:: ASSIGNED TASK ::
The word "oneshot" marks the lines to find; copy every such line from the data below.

Saved data entries:
━━━━

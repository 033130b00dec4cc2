//! Periodic delivery loop with start/stop control.
//!
//! The scheduler is either stopped or running. Starting spawns one background
//! task that runs a cycle immediately and then once per interval. Stopping
//! signals that task and returns without waiting: a cycle already in flight
//! finishes on its own and no further cycle starts.
//!
//! The state lock is held only while the flag and the stop handle change,
//! never across a cycle, so `stop` is safe to call from inside one. Cycles are
//! serialised by a separate gate held only by background tasks, so a loop
//! started right after a stop waits for the previous loop's last cycle.

use std::{sync::Arc, time::Duration};

use herald_common::internal;
use parking_lot::Mutex;
use tokio::{
    runtime::Handle,
    sync::{
        Mutex as CycleGate,
        oneshot::{self, error::TryRecvError},
    },
    time::{Instant, MissedTickBehavior},
};

use crate::{error::SchedulerError, sender::MessageSender};

const MIN_INTERVAL: Duration = Duration::from_millis(1);

#[derive(Debug, Default)]
struct State {
    running: bool,
    stop: Option<oneshot::Sender<()>>,
}

#[derive(Debug)]
pub struct Scheduler {
    sender: Arc<dyn MessageSender>,
    interval: Duration,
    batch_size: usize,
    state: Mutex<State>,
    gate: Arc<CycleGate<()>>,
}

impl Scheduler {
    /// A stopped scheduler. Intervals below one millisecond are raised to it.
    #[must_use]
    pub fn new(sender: Arc<dyn MessageSender>, interval: Duration, batch_size: usize) -> Self {
        Self {
            sender,
            interval: interval.max(MIN_INTERVAL),
            batch_size,
            state: Mutex::default(),
            gate: Arc::default(),
        }
    }

    #[must_use]
    pub const fn interval(&self) -> Duration {
        self.interval
    }

    #[must_use]
    pub const fn batch_size(&self) -> usize {
        self.batch_size
    }

    /// Start the loop. Starting a running scheduler does nothing.
    ///
    /// # Errors
    /// Returns [`SchedulerError::NoRuntime`] when called outside a tokio
    /// runtime; the scheduler stays stopped.
    pub fn start(&self) -> Result<(), SchedulerError> {
        let runtime = Handle::try_current().map_err(|_| SchedulerError::NoRuntime)?;

        let stop = {
            let mut state = self.state.lock();
            if state.running {
                internal!(level = DEBUG, "Scheduler already running");
                return Ok(());
            }

            let (tx, rx) = oneshot::channel();
            state.running = true;
            state.stop = Some(tx);
            rx
        };

        internal!(
            level = INFO,
            interval_secs = self.interval.as_secs_f64(),
            batch_size = self.batch_size,
            "Scheduler started"
        );

        runtime.spawn(run(
            Arc::clone(&self.sender),
            self.interval,
            self.batch_size,
            Arc::clone(&self.gate),
            stop,
        ));

        Ok(())
    }

    /// Signal the loop to stop. Stopping a stopped scheduler does nothing.
    ///
    /// # Errors
    /// Currently infallible; the `Result` keeps the control contract
    /// symmetric with [`Scheduler::start`].
    pub fn stop(&self) -> Result<(), SchedulerError> {
        let mut state = self.state.lock();
        if !state.running {
            internal!(level = DEBUG, "Scheduler already stopped");
            return Ok(());
        }

        if let Some(stop) = state.stop.take() {
            // The loop may already be gone; nothing to signal then.
            let _ = stop.send(());
        }
        state.running = false;

        internal!(level = INFO, "Scheduler stopped");
        Ok(())
    }

    #[must_use]
    pub fn is_running(&self) -> bool {
        self.state.lock().running
    }
}

async fn run(
    sender: Arc<dyn MessageSender>,
    interval: Duration,
    batch_size: usize,
    gate: Arc<CycleGate<()>>,
    mut stop: oneshot::Receiver<()>,
) {
    if !gated_cycle(sender.as_ref(), batch_size, &gate, &mut stop).await {
        internal!(level = DEBUG, "Scheduler stopped before its first cycle");
        return;
    }

    let mut ticker = tokio::time::interval_at(Instant::now() + interval, interval);
    ticker.set_missed_tick_behavior(MissedTickBehavior::Delay);

    loop {
        tokio::select! {
            biased;
            _ = &mut stop => break,
            _ = ticker.tick() => {
                if !gated_cycle(sender.as_ref(), batch_size, &gate, &mut stop).await {
                    break;
                }
            }
        }
    }

    internal!(level = DEBUG, "Scheduler loop exited");
}

/// Run one cycle once no other loop is mid-cycle. Returns `false` without
/// running when the stop signal arrived while waiting.
async fn gated_cycle(
    sender: &dyn MessageSender,
    batch_size: usize,
    gate: &CycleGate<()>,
    stop: &mut oneshot::Receiver<()>,
) -> bool {
    let _turn = gate.lock().await;
    if !matches!(stop.try_recv(), Err(TryRecvError::Empty)) {
        return false;
    }

    cycle(sender, batch_size).await;
    true
}

async fn cycle(sender: &dyn MessageSender, batch_size: usize) {
    match sender.send_messages(batch_size).await {
        Ok(summary) => internal!(
            fetched = summary.fetched,
            delivered = summary.delivered,
            "Scheduled cycle finished"
        ),
        Err(e) => internal!(
            level = ERROR,
            error = %e,
            "Scheduled cycle failed, waiting for next tick"
        ),
    }
}

#[cfg(test)]
#[allow(clippy::unwrap_used, clippy::expect_used)]
mod tests {
    use std::sync::{
        OnceLock,
        atomic::{AtomicUsize, Ordering},
    };

    use async_trait::async_trait;
    use herald_store::{Message, StoreError};

    use super::*;
    use crate::{
        error::{DeliveryError, SystemError},
        sender::{CycleSummary, SendOutcome},
    };

    const INTERVAL: Duration = Duration::from_secs(120);

    /// Counts cycles; optionally fails every one.
    #[derive(Debug, Default)]
    struct CountingSender {
        cycles: AtomicUsize,
        fail: bool,
    }

    impl CountingSender {
        fn count(&self) -> usize {
            self.cycles.load(Ordering::SeqCst)
        }
    }

    #[async_trait]
    impl MessageSender for CountingSender {
        async fn send_messages(&self, _batch_size: usize) -> Result<CycleSummary, DeliveryError> {
            self.cycles.fetch_add(1, Ordering::SeqCst);
            if self.fail {
                return Err(SystemError::Fetch(StoreError::Database("down".into())).into());
            }
            Ok(CycleSummary::default())
        }

        async fn send_message(&self, _message: &Message) -> Result<SendOutcome, DeliveryError> {
            Ok(SendOutcome::AlreadySent)
        }
    }

    /// Stops its own scheduler from inside the first cycle.
    #[derive(Debug, Default)]
    struct SelfStoppingSender {
        scheduler: OnceLock<Arc<Scheduler>>,
        cycles: AtomicUsize,
    }

    #[async_trait]
    impl MessageSender for SelfStoppingSender {
        async fn send_messages(&self, _batch_size: usize) -> Result<CycleSummary, DeliveryError> {
            self.cycles.fetch_add(1, Ordering::SeqCst);
            if let Some(scheduler) = self.scheduler.get() {
                scheduler.stop().unwrap();
            }
            Ok(CycleSummary::default())
        }

        async fn send_message(&self, _message: &Message) -> Result<SendOutcome, DeliveryError> {
            Ok(SendOutcome::AlreadySent)
        }
    }

    /// Takes five seconds per cycle and records how many cycles overlap.
    #[derive(Debug, Default)]
    struct SlowSender {
        cycles: AtomicUsize,
        active: AtomicUsize,
        max_active: AtomicUsize,
    }

    #[async_trait]
    impl MessageSender for SlowSender {
        async fn send_messages(&self, _batch_size: usize) -> Result<CycleSummary, DeliveryError> {
            self.cycles.fetch_add(1, Ordering::SeqCst);
            let active = self.active.fetch_add(1, Ordering::SeqCst) + 1;
            self.max_active.fetch_max(active, Ordering::SeqCst);

            tokio::time::sleep(Duration::from_secs(5)).await;

            self.active.fetch_sub(1, Ordering::SeqCst);
            Ok(CycleSummary::default())
        }

        async fn send_message(&self, _message: &Message) -> Result<SendOutcome, DeliveryError> {
            Ok(SendOutcome::AlreadySent)
        }
    }

    fn scheduler(sender: &Arc<CountingSender>) -> Scheduler {
        Scheduler::new(sender.clone(), INTERVAL, 2)
    }

    /// Let spawned tasks run without moving the clock.
    async fn settle() {
        for _ in 0..10 {
            tokio::task::yield_now().await;
        }
    }

    #[tokio::test(start_paused = true)]
    async fn start_runs_immediately_then_every_interval() {
        let sender = Arc::new(CountingSender::default());
        let scheduler = scheduler(&sender);

        scheduler.start().unwrap();
        settle().await;
        assert_eq!(sender.count(), 1);
        assert!(scheduler.is_running());

        tokio::time::sleep(INTERVAL * 3 + Duration::from_millis(1)).await;
        assert_eq!(sender.count(), 4);

        scheduler.stop().unwrap();
    }

    #[tokio::test(start_paused = true)]
    async fn double_start_keeps_a_single_loop() {
        let sender = Arc::new(CountingSender::default());
        let scheduler = scheduler(&sender);

        scheduler.start().unwrap();
        scheduler.start().unwrap();
        assert!(scheduler.is_running());

        tokio::time::sleep(INTERVAL * 2 + Duration::from_millis(1)).await;
        assert_eq!(sender.count(), 3);

        scheduler.stop().unwrap();
    }

    #[tokio::test(start_paused = true)]
    async fn double_stop_is_harmless() {
        let sender = Arc::new(CountingSender::default());
        let scheduler = scheduler(&sender);

        scheduler.stop().unwrap();
        assert!(!scheduler.is_running());

        scheduler.start().unwrap();
        scheduler.stop().unwrap();
        scheduler.stop().unwrap();
        assert!(!scheduler.is_running());
    }

    #[tokio::test(start_paused = true)]
    async fn stop_before_first_tick_allows_at_most_one_cycle() {
        let sender = Arc::new(CountingSender::default());
        let scheduler = scheduler(&sender);

        scheduler.start().unwrap();
        scheduler.stop().unwrap();

        tokio::time::sleep(INTERVAL * 5).await;
        assert!(sender.count() <= 1);
        assert!(!scheduler.is_running());
    }

    #[tokio::test(start_paused = true)]
    async fn stop_after_first_cycle_prevents_ticks() {
        let sender = Arc::new(CountingSender::default());
        let scheduler = scheduler(&sender);

        scheduler.start().unwrap();
        settle().await;
        scheduler.stop().unwrap();

        tokio::time::sleep(INTERVAL * 5).await;
        assert_eq!(sender.count(), 1);
    }

    #[tokio::test(start_paused = true)]
    async fn failing_cycles_do_not_stop_the_timer() {
        let sender = Arc::new(CountingSender {
            fail: true,
            ..CountingSender::default()
        });
        let scheduler = scheduler(&sender);

        scheduler.start().unwrap();
        tokio::time::sleep(INTERVAL * 2 + Duration::from_millis(1)).await;

        assert_eq!(sender.count(), 3);
        assert!(scheduler.is_running());
        scheduler.stop().unwrap();
    }

    #[tokio::test(start_paused = true)]
    async fn restart_after_stop() {
        let sender = Arc::new(CountingSender::default());
        let scheduler = scheduler(&sender);

        scheduler.start().unwrap();
        settle().await;
        scheduler.stop().unwrap();
        tokio::time::sleep(INTERVAL * 2).await;
        assert_eq!(sender.count(), 1);

        scheduler.start().unwrap();
        settle().await;
        assert_eq!(sender.count(), 2);

        tokio::time::sleep(INTERVAL + Duration::from_millis(1)).await;
        assert_eq!(sender.count(), 3);
        scheduler.stop().unwrap();
    }

    #[tokio::test(start_paused = true)]
    async fn restart_waits_for_the_cycle_in_flight() {
        let sender = Arc::new(SlowSender::default());
        let scheduler = Scheduler::new(sender.clone(), INTERVAL, 2);

        scheduler.start().unwrap();
        settle().await;
        assert_eq!(sender.active.load(Ordering::SeqCst), 1);

        scheduler.stop().unwrap();
        scheduler.start().unwrap();
        settle().await;

        // Only the old loop's cycle is running; the new loop is queued behind it.
        assert_eq!(sender.cycles.load(Ordering::SeqCst), 1);

        tokio::time::sleep(Duration::from_secs(20)).await;
        assert_eq!(sender.cycles.load(Ordering::SeqCst), 2);
        assert_eq!(sender.max_active.load(Ordering::SeqCst), 1);
        assert!(scheduler.is_running());

        scheduler.stop().unwrap();
    }

    #[tokio::test(start_paused = true)]
    async fn stop_while_queued_behind_a_cycle_runs_nothing() {
        let sender = Arc::new(SlowSender::default());
        let scheduler = Scheduler::new(sender.clone(), INTERVAL, 2);

        scheduler.start().unwrap();
        settle().await;
        scheduler.stop().unwrap();
        scheduler.start().unwrap();
        settle().await;
        scheduler.stop().unwrap();

        tokio::time::sleep(INTERVAL * 2).await;
        assert_eq!(sender.cycles.load(Ordering::SeqCst), 1);
    }

    #[tokio::test(start_paused = true)]
    async fn stop_from_inside_a_cycle_does_not_deadlock() {
        let sender = Arc::new(SelfStoppingSender::default());
        let scheduler = Arc::new(Scheduler::new(sender.clone(), INTERVAL, 1));
        sender.scheduler.set(Arc::clone(&scheduler)).unwrap();

        scheduler.start().unwrap();
        settle().await;
        assert!(!scheduler.is_running());

        tokio::time::sleep(INTERVAL * 3).await;
        assert_eq!(sender.cycles.load(Ordering::SeqCst), 1);
    }

    #[tokio::test(start_paused = true)]
    async fn dropping_the_scheduler_ends_the_loop() {
        let sender = Arc::new(CountingSender::default());
        let scheduler = scheduler(&sender);

        scheduler.start().unwrap();
        settle().await;
        drop(scheduler);

        tokio::time::sleep(INTERVAL * 3).await;
        assert_eq!(sender.count(), 1);
    }

    #[test]
    fn start_outside_a_runtime_fails() {
        let sender = Arc::new(CountingSender::default());
        let scheduler = scheduler(&sender);

        assert!(matches!(scheduler.start(), Err(SchedulerError::NoRuntime)));
        assert!(!scheduler.is_running());
    }

    #[test]
    fn zero_interval_is_clamped() {
        let sender = Arc::new(CountingSender::default());
        let scheduler = Scheduler::new(sender, Duration::ZERO, 2);

        assert_eq!(scheduler.interval(), MIN_INTERVAL);
        assert_eq!(scheduler.batch_size(), 2);
    }
}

━━━━

:: OUTPUT FOR THIS EXERCISE ::
        oneshot::{self, error::TryRecvError},
    stop: Option<oneshot::Sender<()>>,
            let (tx, rx) = oneshot::channel();
    mut stop: oneshot::Receiver<()>,
    stop: &mut oneshot::Receiver<()>,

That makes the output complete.